Another investigation by researchers from the University of California, Los Angeles (UCLA) finds acupuncture effective for protecting the heart. In a lab experiment, electroacupuncture applied to acupuncture points PC6 and PC5 in rabbits with coronary arterial occlusion resulted in less ventricular arrhythmias. There were additional benefits. Electroacupuncture decreased heart infarct size (protected the heart from tissue death due to obstruction of blood and oxygen supply). Moreover, the researchers showed that electroacupuncture caused a decrease in left ventricle dysfunction. A decrease in harmful ST segment elevation was observed. [5] The results were published in the American Journal of Physiology Heart and Circulatory Physiology.

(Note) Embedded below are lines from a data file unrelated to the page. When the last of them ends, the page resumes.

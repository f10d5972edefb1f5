//! Platform logging initialization for six_cities_app.
//!
//! Writes logs to `./six-cities.log` in the current working directory.

use std::fs::File;
use std::path::PathBuf;

use log::LevelFilter;
use serde::Deserialize;
use simplelog::{
    ColorChoice, CombinedLogger, Config, ConfigBuilder, SharedLogger, TermLogger, TerminalMode,
    WriteLogger,
};

const LOG_FILENAME: &str = "./six-cities.log";

/// Destination for log output.
#[derive(Debug, Clone, Copy, PartialEq, Eq, Default, Deserialize)]
pub enum LogDestination {
    /// Write to ./six-cities.log in current directory.
    File,
    /// Write to the terminal (stderr for warnings and errors).
    Terminal,
    /// Write to both file and terminal.
    #[default]
    Both,
}

/// Initialize the logger with the specified destination.
///
/// The terminal shares stdout with the rendered views, so terminal logging
/// stays at `Warn` while the file gets everything from `Debug` up.
pub fn initialize(destination: LogDestination) {
    let config = build_config();

    let loggers: Vec<Box<dyn SharedLogger>> = match destination {
        LogDestination::File => match create_file_logger(LevelFilter::Debug, config) {
            Some(file_logger) => vec![file_logger],
            None => return,
        },
        LogDestination::Terminal => vec![terminal_logger(config)],
        LogDestination::Both => {
            let mut loggers = vec![terminal_logger(config.clone())];
            if let Some(file_logger) = create_file_logger(LevelFilter::Debug, config) {
                loggers.push(file_logger);
            }
            loggers
        }
    };

    let _ = CombinedLogger::init(loggers);
}

fn build_config() -> Config {
    ConfigBuilder::new()
        .set_time_format_rfc3339()
        .set_target_level(LevelFilter::Error)
        .build()
}

fn terminal_logger(config: Config) -> Box<dyn SharedLogger> {
    TermLogger::new(
        LevelFilter::Warn,
        config,
        TerminalMode::Stderr,
        ColorChoice::Auto,
    )
}

fn create_file_logger(level: LevelFilter, config: Config) -> Option<Box<dyn SharedLogger>> {
    let log_path = PathBuf::from(LOG_FILENAME);
    match File::create(&log_path) {
        Ok(file) => {
            let logger: Box<dyn SharedLogger> = WriteLogger::new(level, config, file);
            Some(logger)
        }
        Err(err) => {
            eprintln!("Warning: Could not create log file at {:?}: {}", log_path, err);
            None
        }
    }
}
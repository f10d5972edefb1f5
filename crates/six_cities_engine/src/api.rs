use async_trait::async_trait;
use serde::Serialize;
use six_cities_core::{AuthInfo, FavoriteStatus, Offer, OfferDetail, Review};
use six_cities_logging::{sc_info, sc_warn};

use crate::{ApiClient, ApiError};

/// The Six Cities REST surface. The engine talks to this trait so tests can
/// substitute a scripted backend.
#[async_trait]
pub trait Api: Send + Sync {
    async fn check_auth(&self) -> Result<AuthInfo, ApiError>;
    /// Signs in and keeps the returned token as the session credential.
    async fn login(&self, email: &str, password: &str) -> Result<AuthInfo, ApiError>;
    /// Signs out. The local credential is dropped whatever the server says.
    async fn logout(&self) -> Result<(), ApiError>;
    async fn offers(&self) -> Result<Vec<Offer>, ApiError>;
    async fn offer(&self, offer_id: &str) -> Result<OfferDetail, ApiError>;
    async fn nearby(&self, offer_id: &str) -> Result<Vec<Offer>, ApiError>;
    async fn reviews(&self, offer_id: &str) -> Result<Vec<Review>, ApiError>;
    async fn post_review(
        &self,
        offer_id: &str,
        rating: u8,
        comment: &str,
    ) -> Result<Review, ApiError>;
    async fn favorites(&self) -> Result<Vec<Offer>, ApiError>;
    async fn set_favorite(&self, offer_id: &str, status: FavoriteStatus)
        -> Result<Offer, ApiError>;
}

#[derive(Serialize)]
struct LoginBody<'a> {
    email: &'a str,
    password: &'a str,
}

#[derive(Serialize)]
struct ReviewBody<'a> {
    comment: &'a str,
    rating: u8,
}

#[async_trait]
impl Api for ApiClient {
    async fn check_auth(&self) -> Result<AuthInfo, ApiError> {
        self.get("/login").await
    }

    async fn login(&self, email: &str, password: &str) -> Result<AuthInfo, ApiError> {
        let info: AuthInfo = self
            .post("/login", Some(&LoginBody { email, password }))
            .await?;
        if let Err(err) = self.set_credential(&info.token) {
            sc_warn!("Signed in but the token was not persisted: {}", err);
        }
        sc_info!("Credential stored for {}", info.email);
        Ok(info)
    }

    async fn logout(&self) -> Result<(), ApiError> {
        let result = self.delete("/logout").await;
        self.clear_credential();
        result
    }

    async fn offers(&self) -> Result<Vec<Offer>, ApiError> {
        self.get("/offers").await
    }

    async fn offer(&self, offer_id: &str) -> Result<OfferDetail, ApiError> {
        self.get(&format!("/offers/{offer_id}")).await
    }

    async fn nearby(&self, offer_id: &str) -> Result<Vec<Offer>, ApiError> {
        self.get(&format!("/offers/{offer_id}/nearby")).await
    }

    async fn reviews(&self, offer_id: &str) -> Result<Vec<Review>, ApiError> {
        self.get(&format!("/comments/{offer_id}")).await
    }

    async fn post_review(
        &self,
        offer_id: &str,
        rating: u8,
        comment: &str,
    ) -> Result<Review, ApiError> {
        self.post(
            &format!("/comments/{offer_id}"),
            Some(&ReviewBody { comment, rating }),
        )
        .await
    }

    async fn favorites(&self) -> Result<Vec<Offer>, ApiError> {
        self.get("/favorite").await
    }

    async fn set_favorite(
        &self,
        offer_id: &str,
        status: FavoriteStatus,
    ) -> Result<Offer, ApiError> {
        let path = format!("/favorite/{offer_id}/{}", status.as_path_segment());
        self.post::<(), Offer>(&path, None).await
    }
}
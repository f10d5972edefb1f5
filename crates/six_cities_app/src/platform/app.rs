use std::io::{self, BufRead, Write};
use std::path::Path;
use std::sync::{mpsc, Arc};
use std::thread;

use anyhow::Context;
use six_cities_core::{AppViewModel, Msg, SelectorCache, Store};
use six_cities_engine::{FileTokenStore, TokenStore};
use six_cities_logging::{sc_info, sc_warn};

use super::config::{self, AppConfig, ConfigError, CONFIG_FILENAME};
use super::effects::EffectRunner;
use super::logging;
use super::ui::commands::{self, Command, HELP};
use super::ui::render::render;

/// Everything the main loop reacts to: parsed stdin lines and engine completions.
pub enum Inbound {
    Command(Command),
    Msg(Msg),
    Invalid(String),
    Closed,
}

pub fn run_app() -> anyhow::Result<()> {
    let loaded = config::load(Path::new(CONFIG_FILENAME));
    let config = match &loaded {
        Ok(config) => config.clone(),
        Err(_) => AppConfig::default(),
    };
    logging::initialize(config.log_destination);
    match loaded {
        Ok(_) => sc_info!("Loaded {}", CONFIG_FILENAME),
        Err(ConfigError::Missing(path)) => sc_warn!("No config at {:?}; using defaults", path),
        Err(err) => sc_warn!("{}; using defaults", err),
    }

    let tokens = Arc::new(FileTokenStore::new(config.data_dir.clone()));
    let persisted_token = match tokens.load() {
        Ok(token) => token,
        Err(err) => {
            sc_warn!("Could not read stored token: {}", err);
            None
        }
    };

    let (inbound_tx, inbound_rx) = mpsc::channel::<Inbound>();
    let runner = EffectRunner::new(config.api_settings(), tokens, inbound_tx.clone())
        .context("starting the request engine")?;
    spawn_stdin_reader(inbound_tx);

    let mut store = Store::new();
    let mut cache = SelectorCache::new();
    runner.enqueue(store.mount(persisted_token));
    println!("{HELP}\n");
    show(&mut store, &mut cache);

    while let Ok(inbound) = inbound_rx.recv() {
        match inbound {
            Inbound::Command(Command::Dispatch(msg)) | Inbound::Msg(msg) => {
                runner.enqueue(store.dispatch(msg));
                if store.consume_dirty() {
                    show(&mut store, &mut cache);
                }
            }
            Inbound::Command(Command::Show) => show(&mut store, &mut cache),
            Inbound::Command(Command::Help) => println!("{HELP}"),
            Inbound::Invalid(message) => println!("{message}"),
            Inbound::Command(Command::Quit) | Inbound::Closed => break,
        }
        let _ = io::stdout().flush();
    }

    sc_info!("Shutting down");
    Ok(())
}

fn show(store: &mut Store, cache: &mut SelectorCache) {
    let _ = store.consume_dirty();
    let view = AppViewModel::build(store.state(), cache);
    println!("{}", render(&view));
}

fn spawn_stdin_reader(inbound: mpsc::Sender<Inbound>) {
    thread::spawn(move || {
        let stdin = io::stdin();
        for line in stdin.lock().lines() {
            let line = match line {
                Ok(line) => line,
                Err(err) => {
                    sc_warn!("stdin read failed: {}", err);
                    break;
                }
            };
            let item = match commands::parse(&line) {
                Ok(Some(command)) => Inbound::Command(command),
                Ok(None) => continue,
                Err(err) => Inbound::Invalid(err.to_string()),
            };
            if inbound.send(item).is_err() {
                return;
            }
        }
        let _ = inbound.send(Inbound::Closed);
    });
}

[1] Wang YP. Observation on the efficacy of acupuncture in treating coronary heart disease and its effect on coronary artery plaque [J]. Shanghai Journal of Acupuncture and Moxibustion: 1-5[2019-02-01].
[2] Guo JH, Wang ZP, Zhang HC et al. Clinical and Pragmatic Cardiology [M]. Beijing: Peking University Medical Press, 2015:206-212.
[3] Zheng XY. Guiding Principles for Clinical Study of New Chinese Medicines (Pilot Version) [S]. Beijing: China Medical Science Press, 2002:1-5.
[4] Li YH, Huang HB, Wang WX & Yang LX. (2014). Observation of the head acupuncture through hole on the treatment of carotid artery atherosclerosis. Hebei Journal of Traditional Chinese Medicine. 36(8).
[5] Am J Physiol Heart Circ Physiol. 2012 May;302(9):H1818-25. Epub 2012 Feb 24.
Cardioprotection of electroacupuncture against myocardial ischemia-reperfusion injury by modulation of cardiac norepinephrine release. Zhou W, Ko Y, Benharash P, Yamakawa K, Patel S, Ajijola OA, Mahajan A. Department of Anesthesiology, UCLA – University of California, Los Angeles.